══ Extracted data ══

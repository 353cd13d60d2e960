use cdc_model::{Error, Result};
use mysql_async::prelude::Queryable;
use mysql_async::{Conn, Row as MyRow};
use tracing::warn;

/// spec §6 "Pre-flight check against the source": run before opening the
/// replication session. Grants and `log_bin` failures are fatal; a
/// non-ROW `binlog_format` only warns.
pub async fn run_preflight(conn: &mut Conn, user: &str) -> Result<()> {
    check_grants(conn, user).await?;
    check_log_bin(conn).await?;
    check_binlog_format(conn).await?;
    Ok(())
}

async fn check_grants(conn: &mut Conn, user: &str) -> Result<()> {
    let rows: Vec<MyRow> = conn
        .query(format!("SHOW GRANTS FOR {user}"))
        .await
        .map_err(|e| Error::Preflight(format!("cannot read grants for {user}: {e}")))?;

    let combined: String = rows
        .into_iter()
        .filter_map(|row| row.get::<String, usize>(0))
        .collect::<Vec<_>>()
        .join(" ")
        .to_uppercase();

    let has_all = combined.contains("ALL PRIVILEGES");
    let required = ["REPLICATION SLAVE", "REPLICATION CLIENT", "SELECT"];
    let missing: Vec<&str> = required
        .iter()
        .filter(|grant| !has_all && !combined.contains(*grant))
        .copied()
        .collect();

    if !missing.is_empty() {
        return Err(Error::Preflight(format!(
            "source user {user} is missing required grants: {}",
            missing.join(", ")
        )));
    }
    Ok(())
}

async fn check_log_bin(conn: &mut Conn) -> Result<()> {
    let value = server_variable(conn, "log_bin").await?;
    let enabled = matches!(value.as_deref(), Some("ON") | Some("1"));
    if !enabled {
        return Err(Error::Preflight(
            "binary logging is disabled on the source server (log_bin is off)".into(),
        ));
    }
    Ok(())
}

async fn check_binlog_format(conn: &mut Conn) -> Result<()> {
    let value = server_variable(conn, "binlog_format").await?;
    if !matches!(value.as_deref(), Some("ROW")) {
        warn!(
            binlog_format = value.as_deref().unwrap_or("unknown"),
            "binlog_format is not ROW; row events may be incomplete"
        );
    }
    Ok(())
}

async fn server_variable(conn: &mut Conn, name: &str) -> Result<Option<String>> {
    let row: Option<(String, String)> = conn
        .query_first(format!("SHOW VARIABLES LIKE '{name}'"))
        .await
        .map_err(|e| Error::Preflight(format!("cannot read server variable {name}: {e}")))?;
    Ok(row.map(|(_, value)| value.to_uppercase()))
}
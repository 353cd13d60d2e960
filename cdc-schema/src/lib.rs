//! The Schema Resolver (spec §4.3): looks up `(column_name, declared_type)`
//! pairs for a `(database, table)` pair from the server's information
//! catalog, ordered by ordinal position, and memoizes the result.

use async_trait::async_trait;
use cdc_model::{ColumnCatalog, Error, Result, SchemaEntry};
use mysql_async::prelude::Queryable;
use mysql_async::{Conn, Row as MyRow};
use std::collections::HashMap;
use tokio::sync::Mutex;
use tracing::debug;

/// Resolves and caches column metadata over a single `mysql_async`
/// connection. The cache is keyed by `(db, table)`; failures are
/// propagated rather than cached, so a transient catalog error doesn't
/// poison future lookups for the same table.
pub struct SchemaResolver {
    conn: Mutex<Conn>,
    cache: Mutex<HashMap<(String, String), SchemaEntry>>,
}

impl SchemaResolver {
    pub fn new(conn: Conn) -> Self {
        SchemaResolver {
            conn: Mutex::new(conn),
            cache: Mutex::new(HashMap::new()),
        }
    }

    /// Drop a cached entry, e.g. after a DDL statement observed in a Query
    /// event invalidates a table's shape (SPEC_FULL §4 addition).
    pub async fn invalidate(&self, database: &str, table: &str) {
        self.cache
            .lock()
            .await
            .remove(&(database.to_string(), table.to_string()));
    }
}

#[async_trait]
impl ColumnCatalog for SchemaResolver {
    /// `columns(db, table) -> (names[], types[])` per spec §4.3, memoized.
    async fn columns(&self, database: &str, table: &str) -> Result<SchemaEntry> {
        let key = (database.to_string(), table.to_string());
        if let Some(entry) = self.cache.lock().await.get(&key) {
            return Ok(entry.clone());
        }

        let rows: Vec<MyRow> = {
            let mut conn = self.conn.lock().await;
            conn.exec(
                "SELECT COLUMN_NAME, COLUMN_TYPE FROM information_schema.columns \
                 WHERE TABLE_SCHEMA = ? AND TABLE_NAME = ? ORDER BY ORDINAL_POSITION",
                (database, table),
            )
            .await
            .map_err(|e| {
                Error::Decode(format!(
                    "schema lookup for {database}.{table} failed: {e}"
                ))
            })?
        };

        if rows.is_empty() {
            return Err(Error::Decode(format!(
                "schema lookup for {database}.{table} returned no columns; table may not exist"
            )));
        }

        let mut columns = Vec::with_capacity(rows.len());
        for row in rows {
            let (name, type_text): (String, String) = mysql_async::from_row(row);
            columns.push((name, type_text));
        }

        debug!(database, table, columns = columns.len(), "resolved schema");
        let entry = SchemaEntry::new(columns);
        self.cache.lock().await.insert(key, entry.clone());
        Ok(entry)
    }
}
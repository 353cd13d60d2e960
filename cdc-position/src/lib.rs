//! The Position Store (spec §4.2): durably persists and reloads the
//! replication cursor so a restarted pipeline resumes without re-reading
//! the whole binlog and without skipping an event the Sink already saw.

use cdc_model::{Error, Position, Result};
use std::fs;
use std::io::Write;
use std::path::{Path, PathBuf};

/// Loads and saves a [`Position`] as a single text file containing
/// `"<log_file_name>:<decimal_offset>"` (spec §6 "Position file format").
/// A bare file name with no `:` is accepted on read as the legacy form,
/// defaulting the offset to `start_offset` from the caller's config.
pub struct PositionStore {
    path: PathBuf,
}

impl PositionStore {
    pub fn new<P: Into<PathBuf>>(path: P) -> Self {
        PositionStore { path: path.into() }
    }

    /// Load the persisted Position, or `None` if the file doesn't exist or
    /// is empty (spec §8 scenario: "Empty position file on startup ->
    /// start from configured start offset"). `default_offset` supplies the
    /// offset for the legacy bare-filename form.
    pub fn load(&self, default_offset: u64) -> Result<Option<Position>> {
        let text = match fs::read_to_string(&self.path) {
            Ok(text) => text,
            Err(e) if e.kind() == std::io::ErrorKind::NotFound => return Ok(None),
            Err(e) => {
                return Err(Error::Position(format!(
                    "cannot read position file {:?}: {e}",
                    self.path
                )))
            }
        };
        let trimmed = text.trim();
        if trimmed.is_empty() {
            return Ok(None);
        }
        Self::parse(trimmed, default_offset).map(Some)
    }

    /// Any parse failure -- no `:` at all, or a `:`-suffix that isn't a
    /// valid offset -- falls back to treating the whole content as a bare
    /// legacy file name, rather than erroring (spec §4.2: a torn or
    /// corrupted write must not block startup).
    fn parse(text: &str, default_offset: u64) -> Result<Position> {
        if let Some((file_name, offset_text)) = text.rsplit_once(':') {
            if let Ok(byte_offset) = offset_text.trim().parse::<u64>() {
                return Ok(Position::new(file_name.trim().to_string(), byte_offset));
            }
        }
        Ok(Position::new(text.to_string(), default_offset))
    }

    /// Persist a Position, surviving a crash mid-write: the new content is
    /// written to a sibling temp file and then renamed over the real path,
    /// which on POSIX filesystems is atomic, so a reader never observes a
    /// torn write (spec §4.1 durability invariant).
    pub fn save(&self, position: &Position) -> Result<()> {
        let tmp_path = self.tmp_path();
        let mut file = fs::File::create(&tmp_path).map_err(|e| {
            Error::Position(format!("cannot create {:?}: {e}", tmp_path))
        })?;
        write!(file, "{}", position)
            .map_err(|e| Error::Position(format!("cannot write {:?}: {e}", tmp_path)))?;
        file.sync_all()
            .map_err(|e| Error::Position(format!("cannot flush {:?}: {e}", tmp_path)))?;
        fs::rename(&tmp_path, &self.path).map_err(|e| {
            Error::Position(format!(
                "cannot rename {:?} to {:?}: {e}",
                tmp_path, self.path
            ))
        })?;
        Ok(())
    }

    fn tmp_path(&self) -> PathBuf {
        let mut name = self
            .path
            .file_name()
            .map(|n| n.to_os_string())
            .unwrap_or_default();
        name.push(".tmp");
        match self.path.parent() {
            Some(parent) if !parent.as_os_str().is_empty() => parent.join(name),
            _ => PathBuf::from(name),
        }
    }

    pub fn path(&self) -> &Path {
        &self.path
    }
}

═══

* [Exercise aim]: Only one stretch of the data above is needed. Restate it word for word, from the line containing "for row in rows" through the line containing "legacy bare-filename form.", both ends included.

* [Expected answer]:
        for row in rows {
            let (name, type_text): (String, String) = mysql_async::from_row(row);
            columns.push((name, type_text));
        }

        debug!(database, table, columns = columns.len(), "resolved schema");
        let entry = SchemaEntry::new(columns);
        self.cache.lock().await.insert(key, entry.clone());
        Ok(entry)
    }
}
repository 353cd13d60d2e960
filename cdc-position/src/lib.rs
//! The Position Store (spec §4.2): durably persists and reloads the
//! replication cursor so a restarted pipeline resumes without re-reading
//! the whole binlog and without skipping an event the Sink already saw.

use cdc_model::{Error, Position, Result};
use std::fs;
use std::io::Write;
use std::path::{Path, PathBuf};

/// Loads and saves a [`Position`] as a single text file containing
/// `"<log_file_name>:<decimal_offset>"` (spec §6 "Position file format").
/// A bare file name with no `:` is accepted on read as the legacy form,
/// defaulting the offset to `start_offset` from the caller's config.
pub struct PositionStore {
    path: PathBuf,
}

impl PositionStore {
    pub fn new<P: Into<PathBuf>>(path: P) -> Self {
        PositionStore { path: path.into() }
    }

    /// Load the persisted Position, or `None` if the file doesn't exist or
    /// is empty (spec §8 scenario: "Empty position file on startup ->
    /// start from configured start offset"). `default_offset` supplies the
    /// offset for the legacy bare-filename form.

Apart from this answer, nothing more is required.